> Data for review:
- - -
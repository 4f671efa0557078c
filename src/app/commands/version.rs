//! `version` and the optional update check.

use std::env::consts::{ARCH, OS};

use crate::domain::config::binary_version;
use crate::domain::{AppError, is_version_update_available};

pub fn version_text() -> String {
    format!("cohctl version: {}\nOS/Arch:        {OS}/{ARCH}\n", binary_version())
}

/// Version details, followed by the update check result when `latest` is given.
///
/// A failed check is reported in the output rather than failing the command.
pub fn show_version<F>(latest: Option<F>) -> String
where
    F: FnOnce() -> Result<String, AppError>,
{
    let mut out = version_text();
    let Some(latest) = latest else {
        return out;
    };
    match latest() {
        Ok(latest) if is_version_update_available(binary_version(), &latest) => {
            out.push_str(&format!(
                "\nA newer version of cohctl is available: {latest}\n\
                 Download it from https://github.com/oracle/coherence-cli/releases\n"
            ));
        }
        Ok(_) => out.push_str("\nYou are running the latest version of cohctl\n"),
        Err(err) => {
            tracing::warn!(error = %err, "update check failed");
            out.push_str(&format!("\nunable to check for updates: {err}\n"));
        }
    }
    out
}
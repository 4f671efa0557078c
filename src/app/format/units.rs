//! Byte, latency, duration and percentage formatting.

use crate::domain::BytesUnit;

const KB: i64 = 1024;
const MB: i64 = KB * 1024;
const GB: i64 = MB * 1024;
const TB: i64 = GB * 1024;

/// Group an integer with thousands separators.
pub fn format_large_integer(value: i64) -> String {
    let digits = value.unsigned_abs().to_string();
    let mut grouped = String::with_capacity(digits.len() + digits.len() / 3 + 1);
    if value < 0 {
        grouped.push('-');
    }
    for (i, c) in digits.chars().enumerate() {
        if i > 0 && (digits.len() - i) % 3 == 0 {
            grouped.push(',');
        }
        grouped.push(c);
    }
    grouped
}

/// Format a byte count in the requested unit.
pub fn format_bytes(bytes: i64, unit: BytesUnit) -> String {
    match unit {
        BytesUnit::Bytes => format_bytes_only(bytes),
        BytesUnit::Kilo => format_kb_only(bytes),
        BytesUnit::Mega => format_mb_only(bytes),
        BytesUnit::Giga => format_gb_only(bytes),
        BytesUnit::Tera => format_tb_only(bytes),
    }
}

/// Byte count with thousands separators.
pub fn format_bytes_only(bytes: i64) -> String {
    format_large_integer(bytes)
}

/// Whole kilobytes, truncated.
pub fn format_kb_only(bytes: i64) -> String {
    format!("{} KB", format_large_integer(bytes / KB))
}

/// Whole megabytes, truncated.
pub fn format_mb_only(bytes: i64) -> String {
    format!("{} MB", format_large_integer(bytes / MB))
}

pub fn format_gb_only(bytes: i64) -> String {
    format!("{:.1} GB", bytes as f64 / GB as f64)
}

pub fn format_tb_only(bytes: i64) -> String {
    format!("{:.1} TB", bytes as f64 / TB as f64)
}

/// Megabyte values reported by members, rendered in the requested unit.
pub fn format_megabytes(megabytes: i64, unit: BytesUnit) -> String {
    format_bytes(megabytes.saturating_mul(MB), unit)
}

pub fn format_latency(millis: f64) -> String {
    format!("{millis:.3}ms")
}

pub fn format_latency0(millis: f64) -> String {
    format!("{millis:.0}ms")
}

/// Format an elapsed time in milliseconds.
///
/// Under a minute the value is truncated to tenths of a second; longer
/// values are rounded to the nearest second.
pub fn format_connection_millis(millis: i64) -> String {
    let millis = millis.max(0);
    if millis < 60_000 {
        return format!("{}.{}s", millis / 1000, (millis % 1000) / 100);
    }
    let total = millis.saturating_add(500) / 1000;
    let (days, rest) = (total / 86_400, total % 86_400);
    let (hours, rest) = (rest / 3600, rest % 3600);
    let (minutes, seconds) = (rest / 60, rest % 60);
    if days > 0 {
        format!("{days}d {hours:02}h {minutes:02}m {seconds:02}s")
    } else if hours > 0 {
        format!("{hours:02}h {minutes:02}m {seconds:02}s")
    } else {
        format!("{minutes:02}m {seconds:02}s")
    }
}

/// Render a 0..1 fraction as a percentage; negative values are not applicable.
pub fn format_percent(fraction: f64) -> String {
    if fraction < 0.0 { "n/a".to_string() } else { format!("{:.2}%", fraction * 100.0) }
}
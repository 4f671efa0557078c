//! Repeat-and-refresh loop for read verbs.

use std::io::Write;
use std::sync::Arc;
use std::sync::atomic::{AtomicBool, Ordering};
use std::thread;
use std::time::{Duration, Instant};

use crossterm::cursor::MoveTo;
use crossterm::execute;
use crossterm::terminal::{Clear, ClearType};

use crate::domain::AppError;

const SLEEP_SLICE: Duration = Duration::from_millis(100);

/// Watch settings from the global flags.
#[derive(Debug, Clone, Copy, PartialEq, Eq)]
pub struct WatchOptions {
    pub enabled: bool,
    pub clear: bool,
    pub delay: Duration,
}

impl Default for WatchOptions {
    fn default() -> Self {
        Self { enabled: false, clear: false, delay: Duration::from_secs(5) }
    }
}

impl WatchOptions {
    /// `--watch-clear` implies `--watch`. The delay must be at least one second.
    pub fn new(watch: bool, clear: bool, delay_secs: i32) -> Result<Self, AppError> {
        if delay_secs < 1 {
            return Err(AppError::invalid(format!(
                "delay must be at least 1 second, not {delay_secs}"
            )));
        }
        Ok(Self {
            enabled: watch || clear,
            clear,
            delay: Duration::from_secs(delay_secs.unsigned_abs().into()),
        })
    }

    pub fn disabled(self) -> Self {
        Self { enabled: false, ..self }
    }
}

/// Install a Ctrl-C handler that sets the returned flag.
pub fn interrupt_flag() -> Result<Arc<AtomicBool>, AppError> {
    let stop = Arc::new(AtomicBool::new(false));
    let handler_flag = Arc::clone(&stop);
    ctrlc::set_handler(move || handler_flag.store(true, Ordering::SeqCst))
        .map_err(|e| AppError::Io(std::io::Error::other(e)))?;
    Ok(stop)
}

/// Print `frame` once, or repeatedly until `stop` is set when watching.
///
/// Each watched frame is fully rendered before anything is written, so an
/// interrupt never leaves a partial frame on screen.
pub fn run_watch<W, F>(
    options: WatchOptions,
    stop: &AtomicBool,
    out: &mut W,
    mut frame: F,
) -> Result<(), AppError>
where
    W: Write,
    F: FnMut() -> Result<String, AppError>,
{
    if !options.enabled {
        out.write_all(frame()?.as_bytes())?;
        return Ok(out.flush()?);
    }

    let mut first = true;
    while !stop.load(Ordering::SeqCst) {
        let body = frame()?;
        if stop.load(Ordering::SeqCst) {
            break;
        }
        if options.clear && !first {
            execute!(out, Clear(ClearType::All), MoveTo(0, 0))?;
        }
        let timestamp = chrono::Local::now().format("%Y-%m-%d %H:%M:%S");
        write!(out, "{timestamp}\n\n{body}\n")?;
        out.flush()?;
        first = false;
        interruptible_sleep(options.delay, stop);
    }
    Ok(())
}

/// Sleep for `duration`, waking early once `stop` is set.
pub fn interruptible_sleep(duration: Duration, stop: &AtomicBool) {
    let deadline = Instant::now() + duration;
    loop {
        if stop.load(Ordering::SeqCst) {
            return;
        }
        let now = Instant::now();
        if now >= deadline {
            return;
        }
        thread::sleep(SLEEP_SLICE.min(deadline - now));
    }
}
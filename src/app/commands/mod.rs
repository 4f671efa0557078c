//! Verb handlers. Each returns the text to print; mutating handlers confirm first.

pub mod caches;
pub mod cluster;
pub mod contexts;
pub mod diagnostics;
pub mod discovery;
pub mod elastic_data;
pub mod executors;
pub mod federation;
pub mod health;
pub mod http_sessions;
pub mod jfr;
pub mod members;
pub mod persistence;
pub mod preferences;
pub mod proxies;
pub mod reporters;
pub mod reset;
pub mod services;
pub mod thread_dumps;
pub mod topics;
pub mod version;

use serde_json::Value;

use crate::app::fanout::fan_out;
use crate::domain::cluster::{
    MEMBERS_KEY, Member, SERVICES_KEY, Service, StatusDocument, decode_collection,
};
use crate::domain::AppError;
use crate::ports::{Fetcher, Mutation, Query};

pub(crate) const OPERATION_COMPLETED: &str = "operation completed\n";

/// Members sorted by node id.
pub(crate) fn fetch_members(fetcher: &dyn Fetcher) -> Result<Vec<Member>, AppError> {
    decode_members(&fetcher.query(&Query::Members)?)
}

pub(crate) fn decode_members(body: &[u8]) -> Result<Vec<Member>, AppError> {
    let mut members: Vec<Member> = decode_collection(body, MEMBERS_KEY)?;
    members.sort_by_key(|m| m.node_id);
    Ok(members)
}

pub(crate) fn member_ids(fetcher: &dyn Fetcher) -> Result<Vec<i32>, AppError> {
    Ok(fetch_members(fetcher)?.iter().map(|m| m.node_id).collect())
}

/// Services sorted by name, optionally restricted to one service type.
pub(crate) fn fetch_services(
    fetcher: &dyn Fetcher,
    service_type: Option<&str>,
) -> Result<Vec<Service>, AppError> {
    decode_services(&fetcher.query(&Query::Services)?, service_type)
}

pub(crate) fn decode_services(
    body: &[u8],
    service_type: Option<&str>,
) -> Result<Vec<Service>, AppError> {
    let mut services: Vec<Service> = decode_collection(body, SERVICES_KEY)?;
    if let Some(kind) = service_type {
        services.retain(|s| s.service_type == kind);
    }
    services.sort_by(|a, b| a.name.cmp(&b.name));
    Ok(services)
}

pub(crate) fn require_service<'a>(
    services: &'a [Service],
    name: &str,
) -> Result<&'a Service, AppError> {
    services
        .iter()
        .find(|s| s.name == name)
        .ok_or_else(|| AppError::not_found(format!("unable to find service with name '{name}'")))
}

/// Apply a per-node mutation to every node concurrently.
pub(crate) fn mutate_nodes<F>(
    fetcher: &dyn Fetcher,
    nodes: &[i32],
    build: F,
) -> Result<(), AppError>
where
    F: Fn(i32) -> Mutation + Sync,
{
    fan_out(nodes, |node_id| fetcher.mutate(&build(*node_id)).map(|_| ())).into_result()
}

/// Text of a status document, or `fallback` when the response carries none.
pub(crate) fn status_text(body: &[u8], fallback: &str) -> String {
    let status =
        serde_json::from_slice::<StatusDocument>(body).map(|d| d.status).unwrap_or_default();
    let mut text = if status.trim().is_empty() { fallback.to_string() } else { status };
    if !text.ends_with('\n') {
        text.push('\n');
    }
    text
}

/// The collection response with its `key` items restricted to those whose `field` is `wanted`.
pub(crate) fn filter_collection(
    body: &[u8],
    key: &str,
    field: &str,
    wanted: Option<&str>,
) -> Result<Value, AppError> {
    let mut value: Value = serde_json::from_slice(body)?;
    if let (Some(wanted), Some(Value::Array(items))) = (wanted, value.get_mut(key)) {
        items.retain(|item| item.get(field).and_then(Value::as_str) == Some(wanted));
    }
    Ok(value)
}

/// Combine several responses into one JSON document for json/jsonpath output.
pub(crate) fn combine(parts: Vec<(&str, &[u8])>) -> Result<Value, AppError> {
    let mut object = serde_json::Map::new();
    for (key, body) in parts {
        object.insert(key.to_string(), serde_json::from_slice(body)?);
    }
    Ok(Value::Object(object))
}

/// Concatenate the `key` arrays of several normalized collection responses.
pub(crate) fn merge_collections(bodies: &[Vec<u8>], key: &str) -> Result<Value, AppError> {
    let mut merged = Vec::new();
    for body in bodies {
        let value: Value = serde_json::from_slice(body)?;
        if let Some(Value::Array(items)) = value.get(key) {
            merged.extend(items.iter().cloned());
        }
    }
    Ok(serde_json::json!({ key: merged }))
}

/// `n item(s)` phrasing used in confirmation prompts.
pub(crate) fn plural(count: usize, noun: &str) -> String {
    if count == 1 { format!("{count} {noun}") } else { format!("{count} {noun}s") }
}

#[cfg(test)]
mod tests {
    use super::*;

    #[test]
    fn status_text_falls_back() {
        assert_eq!(status_text(br#"{"status":"Started"}"#, "done"), "Started\n");
        assert_eq!(status_text(b"{}", "done"), "done\n");
        assert_eq!(status_text(b"not json", "done"), "done\n");
    }

    #[test]
    fn collections_are_merged() {
        let bodies = vec![br#"{"caches":[{"name":"a"}]}"#.to_vec(), br#"{"caches":[{"name":"b"}]}"#.to_vec()];
        let merged = merge_collections(&bodies, "caches").unwrap();
        assert_eq!(merged["caches"].as_array().unwrap().len(), 2);
    }

    #[test]
    fn plural_phrasing() {
        assert_eq!(plural(1, "node"), "1 node");
        assert_eq!(plural(3, "node"), "3 nodes");
    }
}
//! Member health checks.

use std::collections::BTreeMap;

use crate::app::AppContext;
use crate::app::format::{FormattedTable, L, R};
use crate::domain::AppError;
use crate::domain::cluster::{HEALTH_KEY, HealthCheck, decode_collection};
use crate::ports::Query;

/// `summary` collapses the per-member rows into one row per check name.
pub fn get_health(ctx: &AppContext, summary: bool) -> Result<String, AppError> {
    let fetcher = ctx.fetcher()?;
    let raw = fetcher.query(&Query::Health)?;
    ctx.output().render(&raw, || {
        let mut checks: Vec<HealthCheck> = decode_collection(&raw, HEALTH_KEY)?;
        checks.sort_by(|a, b| (&a.name, a.node_id).cmp(&(&b.name, b.node_id)));
        let healthy = checks.iter().filter(|c| c.is_healthy()).count();
        let mut out = format!("Health checks passing: {healthy} of {}\n\n", checks.len());
        out.push_str(&if summary { summary_table(&checks)? } else { detail_table(&checks)? });
        Ok(out)
    })
}

fn detail_table(checks: &[HealthCheck]) -> Result<String, AppError> {
    let mut table = FormattedTable::new()
        .with_alignment(&[L, L, R, L, L, L, L])
        .with_header(&["NAME", "SUB TYPE", "NODE ID", "STARTED", "LIVE", "READY", "SAFE"]);
    for c in checks {
        table.add_row(vec![
            c.name.clone(),
            c.sub_type.clone(),
            c.node_id.to_string(),
            c.started.to_string(),
            c.live.to_string(),
            c.ready.to_string(),
            c.safe.to_string(),
        ])?;
    }
    Ok(table.render())
}

fn summary_table(checks: &[HealthCheck]) -> Result<String, AppError> {
    let mut grouped: BTreeMap<&str, [usize; 5]> = BTreeMap::new();
    for c in checks {
        let counts = grouped.entry(c.name.as_str()).or_default();
        counts[0] += 1;
        for (slot, passed) in [c.started, c.live, c.ready, c.safe].into_iter().enumerate() {
            if passed {
                counts[slot + 1] += 1;
            }
        }
    }
    let mut table = FormattedTable::new()
        .with_alignment(&[L, R, R, R, R, R])
        .with_header(&["NAME", "MEMBERS", "STARTED", "LIVE", "READY", "SAFE"]);
    for (name, counts) in grouped {
        let mut row = vec![name.to_string()];
        row.extend(counts.iter().map(usize::to_string));
        table.add_row(row)?;
    }
    Ok(table.render())
}
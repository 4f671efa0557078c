//! Thread-dump capture across members.

use std::fs;
use std::io::{self, Write};
use std::path::Path;
use std::sync::atomic::{AtomicUsize, Ordering};
use std::time::Duration;

use crate::app::AppContext;
use crate::app::commands::{member_ids, plural};
use crate::app::fanout::fan_out_repeated;
use crate::app::format::units::format_connection_millis;
use crate::domain::thread_dump::{thread_dump_file_name, unmarshal_thread_dump};
use crate::domain::{AppError, NodeSelection};
use crate::ports::Query;

/// Minimum pause between successive dumps of the same member.
pub const MIN_DUMP_DELAY_SECS: u64 = 5;
/// Member count at which capture is flagged as load-heavy.
const EXCESSIVE_LOAD_MEMBERS: usize = 4;

#[derive(Debug, Clone)]
pub struct ThreadDumpRequest<'a> {
    pub selection: &'a NodeSelection,
    pub output_dir: &'a Path,
    pub iterations: u32,
    pub delay_secs: u64,
}

pub fn retrieve_thread_dumps(
    ctx: &AppContext,
    request: &ThreadDumpRequest<'_>,
    yes: bool,
) -> Result<String, AppError> {
    validate_output_dir(request.output_dir)?;
    if request.iterations < 1 {
        return Err(AppError::invalid("number of thread dumps must be at least 1"));
    }
    if request.delay_secs < MIN_DUMP_DELAY_SECS {
        return Err(AppError::invalid(format!(
            "delay between thread dumps must be at least {MIN_DUMP_DELAY_SECS} seconds"
        )));
    }

    let estimate = u64::from(request.iterations - 1)
        .checked_mul(request.delay_secs)
        .and_then(|secs| secs.checked_mul(1000))
        .and_then(|millis| i64::try_from(millis).ok())
        .ok_or_else(|| {
            AppError::invalid(format!(
                "{} thread dumps {} seconds apart is out of range",
                request.iterations, request.delay_secs
            ))
        })?;

    let fetcher = ctx.fetcher()?;
    let nodes = request.selection.resolve(&member_ids(fetcher.as_ref())?)?;

    let mut prompt = String::new();
    if nodes.len() >= EXCESSIVE_LOAD_MEMBERS {
        prompt.push_str(&format!(
            "WARNING: retrieving thread dumps for {} may cause excessive load on the cluster.\n",
            plural(nodes.len(), "member")
        ));
    }
    prompt.push_str(&format!(
        "This operation will take at least {} and write {} to {}.\nAre you sure you want to retrieve {} per member for {}?",
        format_connection_millis(estimate),
        plural(nodes.len() * request.iterations as usize, "file"),
        request.output_dir.display(),
        plural(request.iterations as usize, "thread dump"),
        plural(nodes.len(), "member"),
    ));
    ctx.confirm(yes, &prompt)?;

    let total = nodes.len() * request.iterations as usize;
    let completed = AtomicUsize::new(0);
    let fetcher = fetcher.as_ref();
    let sink = fan_out_repeated(
        &nodes,
        request.iterations,
        Duration::from_secs(request.delay_secs),
        |node_id, iteration| {
            let raw = fetcher.query(&Query::ThreadDump { node_id: *node_id })?;
            let body = unmarshal_thread_dump(&raw)?;
            let path = request.output_dir.join(thread_dump_file_name(*node_id, iteration));
            fs::write(&path, body)?;
            tracing::debug!(node_id, iteration, path = %path.display(), "thread dump written");
            let done = completed.fetch_add(1, Ordering::SeqCst) + 1;
            progress(&format!("Completed {done} of {total}"));
            Ok(())
        },
    );
    progress_done();
    sink.into_result()?;
    Ok(format!("All thread dumps completed and written to {}\n", request.output_dir.display()))
}

fn validate_output_dir(dir: &Path) -> Result<(), AppError> {
    let metadata = fs::metadata(dir).map_err(|_| {
        AppError::invalid(format!("directory {} does not exist", dir.display()))
    })?;
    if !metadata.is_dir() {
        return Err(AppError::invalid(format!("{} is not a directory", dir.display())));
    }
    if metadata.permissions().readonly() {
        return Err(AppError::invalid(format!("directory {} is not writable", dir.display())));
    }
    Ok(())
}

/// Single-line progress on POSIX terminals, plain lines on Windows.
fn progress(message: &str) {
    let mut out = io::stdout().lock();
    let _ = if cfg!(windows) {
        writeln!(out, "{message}")
    } else {
        write!(out, "\x1b[G\x1b[K{message}").and_then(|_| out.flush())
    };
}

fn progress_done() {
    if !cfg!(windows) {
        println!();
    }
}
mod fetcher;
mod name_service;

pub use fetcher::{
    CacheOperation, FederationOperation, Fetcher, FetcherFactory, JfrCommand, JournalType,
    Mutation, Query, ResetTarget, ServiceOperation, SnapshotOperation,
};
pub use name_service::NameServiceLookup;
- - -
> Task item: Each line above from the one with "pub mod jfr;" up to and including the one with "by node id." must be set down exactly, and no line outside that span may appear.

> Response:
pub mod jfr;
pub mod members;
pub mod persistence;
pub mod preferences;
pub mod proxies;
pub mod reporters;
pub mod reset;
pub mod services;
pub mod thread_dumps;
pub mod topics;
pub mod version;

use serde_json::Value;

use crate::app::fanout::fan_out;
use crate::domain::cluster::{
    MEMBERS_KEY, Member, SERVICES_KEY, Service, StatusDocument, decode_collection,
};
use crate::domain::AppError;
use crate::ports::{Fetcher, Mutation, Query};

pub(crate) const OPERATION_COMPLETED: &str = "operation completed\n";

/// Members sorted by node id.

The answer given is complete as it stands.